Monday, November 21, 2011

CLD 775 - Flywheel Effect v. Doom Loop

When discussing the concept of good v. great in class, the organizations that had succeeded by becoming great compared to the organizations that had either remained mediocre or failed completely made me think about the organization our group had chosen. Saint Joseph Hospital has come along way from its establishment over 100 years ago, but just because it has been around that long does that necessarily mean it is a great organization? Sometimes I think there is confusion about what defines the good v. great companies.  

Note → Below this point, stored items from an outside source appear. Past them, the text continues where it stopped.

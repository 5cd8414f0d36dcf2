//! Causal analysis core: timeline attribution, cascade grouping, root-cause
//! scoring and blast-radius classification.
//!
//! Everything in here is a pure function of one [`batch::AlertBatch`] plus
//! immutable settings, so runs can execute concurrently without locking.

pub mod batch;
pub mod blast_radius;
pub mod cascade;
pub mod rules;
pub mod scoring;
pub mod timeline;

use crate::detect::DetectError;
use chrono::Duration;
use serde::{Deserialize, Serialize};

/// Longest window any setting or propagation rule may use: one week.
pub const MAX_WINDOW_SECS: i64 = 7 * 24 * 60 * 60;

/// Window length as a duration. Values outside `0..=MAX_WINDOW_SECS` are
/// clamped; validation rejects them before an engine is built.
pub(crate) fn bounded_window(secs: i64) -> Duration {
    Duration::seconds(secs.clamp(0, MAX_WINDOW_SECS))
}

/// Tunable windows for one engine instance.
#[derive(Debug, Clone, PartialEq, Serialize, Deserialize)]
#[serde(default)]
pub struct AnalysisSettings {
    /// How far after a group's seed the grouper keeps absorbing alerts.
    pub correlation_window_secs: i64,
    /// Maximum same-host delay for a cascade edge.
    pub cascade_delay_secs: i64,
    /// Lookahead the scorer uses for its cascade bonus.
    pub cascade_lookahead_secs: i64,
    /// Window after the root cause in which other resources count as indirectly hit.
    pub impact_window_secs: i64,
    /// Ranked alternatives kept in the final result.
    pub max_alternatives: usize,
}

impl Default for AnalysisSettings {
    fn default() -> Self {
        Self {
            correlation_window_secs: 5 * 60,
            cascade_delay_secs: 30,
            cascade_lookahead_secs: 10 * 60,
            impact_window_secs: 10 * 60,
            max_alternatives: 5,
        }
    }
}

impl AnalysisSettings {
    pub fn validate(&self) -> Result<(), DetectError> {
        let windows = [
            ("correlation_window_secs", self.correlation_window_secs),
            ("cascade_delay_secs", self.cascade_delay_secs),
            ("cascade_lookahead_secs", self.cascade_lookahead_secs),
            ("impact_window_secs", self.impact_window_secs),
        ];
        for (name, secs) in windows {
            if !(1..=MAX_WINDOW_SECS).contains(&secs) {
                return Err(DetectError::InvalidSetting {
                    name,
                    reason: format!(
                        "must be between 1 and {} seconds, got {}",
                        MAX_WINDOW_SECS, secs
                    ),
                });
            }
        }
        Ok(())
    }

    pub fn correlation_window(&self) -> Duration {
        bounded_window(self.correlation_window_secs)
    }

    pub fn cascade_delay(&self) -> Duration {
        bounded_window(self.cascade_delay_secs)
    }

    pub fn cascade_lookahead(&self) -> Duration {
        bounded_window(self.cascade_lookahead_secs)
    }

    pub fn impact_window(&self) -> Duration {
        bounded_window(self.impact_window_secs)
    }
}

#[cfg(test)]
pub(crate) mod fixtures {
    //! Shared alert builders for the analysis tests.

    use crate::alert::{Alert, AlertStatus, ResourceType};
    use chrono::{DateTime, Utc};

    pub fn at(secs: i64) -> DateTime<Utc> {
        DateTime::from_timestamp(1_700_000_000 + secs, 0).unwrap()
    }

    pub fn critical(id: &str, host: &str, rt: ResourceType, secs: i64) -> Alert {
        Alert::new(id, host, rt, AlertStatus::Critical, at(secs))
    }

    pub fn warning(id: &str, host: &str, rt: ResourceType, secs: i64) -> Alert {
        Alert::new(id, host, rt, AlertStatus::Warning, at(secs))
    }

    pub fn clear(id: &str, host: &str, rt: ResourceType, secs: i64) -> Alert {
        Alert::new(id, host, rt, AlertStatus::Clear, at(secs)).with_previous(AlertStatus::Critical)
    }
}
/// Score every non-clear alert and sort best-first.
///
/// Ties are broken by earlier timeline position, then by alert id.
pub fn rank_candidates(
    strategy: &dyn ScoringStrategy,
    ctx: &ScoringContext<'_>,
) -> Vec<RootCauseCandidate> {
    let mut candidates: Vec<RootCauseCandidate> = ctx
        .batch
        .iter()
        .filter(|(_, alert)| !alert.is_clear())
        .map(|(idx, _)| strategy.score(ctx, idx))
        .collect();

    candidates.sort_by(|a, b| {
        b.confidence
            .cmp(&a.confidence)
            .then(a.position.cmp(&b.position))
            .then_with(|| a.alert_id.cmp(&b.alert_id))
    });

    debug!(
        strategy = strategy.name(),
        candidates = candidates.len(),
        top = candidates.first().map(|c| c.alert_id.as_str()),
        "Ranked root-cause candidates"
    );

    candidates
}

Many times there are organizations that have been passed down for generations, but they still manage to go bankrupt or close their doors just because they did not manage to cross over and become a great organization that knows how to survive no matter the circumstances. There are many pieces to the puzzle of greatness, but one of the main concepts the author highlighted in the book is the great companies do not expect to become great over night. By building up momentum allows the organization to establish all aspects and create a strong foundation that is capable of withstanding whatever problems they could face. I found this concept, the Flywheel Effect, very interesting because the author states the companies that did not become great skipped building up momentum and went straight for the prize. By doing this, nothing was accomplished but failure which led to the Doom Loop. Success never seems to happen over night so I do not understand why these companies think they are any different.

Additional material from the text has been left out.